(Dataset extract Opens)
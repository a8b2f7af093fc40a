//! Table-store handler.

use serde_yaml::{Mapping, Value};
use stackfixture_common::error::Result;
use stackfixture_common::types::ResourceKind;
use stackfixture_document::classifier::Properties;
use stackfixture_mock::MockCloud;
use stackfixture_mock::dynamodb::{CreateTableInput, DynamoDb};

use super::{ResourceHandler, into_result, record_failure};
use crate::properties::{self, PropertySet};

const PROPERTIES: PropertySet = PropertySet {
    kind: ResourceKind::TableStore,
    required: &["TableName", "KeySchema", "AttributeDefinitions"],
    optional: &[
        "BillingMode",
        "ProvisionedThroughput",
        "GlobalSecondaryIndexes",
        "LocalSecondaryIndexes",
        "StreamSpecification",
        "SSESpecification",
        "Tags",
    ],
};

/// Creates and removes declared tables.
#[derive(Debug)]
pub struct TableHandler {
    dynamodb: DynamoDb,
    definitions: Vec<Properties>,
    created: Vec<String>,
}

impl TableHandler {
    /// Registry factory.
    pub fn boxed(definitions: Vec<Properties>, cloud: &MockCloud) -> Box<dyn ResourceHandler> {
        Box::new(Self {
            dynamodb: cloud.dynamodb().clone(),
            definitions,
            created: Vec::new(),
        })
    }
}

/// Maps declared properties onto a `CreateTable` request.
///
/// The table name is sanitized and a declared stream specification is
/// always enabled.
fn create_table_input(declared: &Properties) -> Result<CreateTableInput> {
    let mut input = PROPERTIES.recognized(declared)?;
    let name = properties::identifier(&input, "TableName")
        .ok_or_else(|| PROPERTIES.setup_error("TableName resolves to an empty identifier"))?;
    let _ = input.insert("TableName".into(), Value::String(name));
    if let Some(stream) = input.get_mut("StreamSpecification") {
        if !stream.is_mapping() {
            *stream = Value::Mapping(Mapping::new());
        }
        if let Value::Mapping(spec) = stream {
            let _ = spec.insert("StreamEnabled".into(), Value::Bool(true));
        }
    }
    serde_yaml::from_value(Value::Mapping(input))
        .map_err(|e| PROPERTIES.setup_error(format!("invalid table definition: {e}")))
}

impl ResourceHandler for TableHandler {
    fn kind(&self) -> ResourceKind {
        ResourceKind::TableStore
    }

    fn setup(&mut self) -> Result<()> {
        let _ = self.dynamodb.activate();
        for declared in &self.definitions {
            let input = create_table_input(declared)?;
            let description = self.dynamodb.create_table(input)?;
            tracing::debug!(table = %description.table_name, "table created");
            self.created.push(description.table_name);
        }
        Ok(())
    }

    fn teardown(&mut self) -> Result<()> {
        let mut failure = None;
        for name in self.created.drain(..) {
            if let Err(e) = self.dynamodb.delete_table(&name) {
                record_failure(&mut failure, ResourceKind::TableStore, &name, e.into());
            }
        }
        self.dynamodb.deactivate();
        into_result(failure)
    }
}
(Dataset extract Closes)
All lines of the records above that carry the word "PropertySet" should be listed.

use crate::properties::{self, PropertySet};
const PROPERTIES: PropertySet = PropertySet {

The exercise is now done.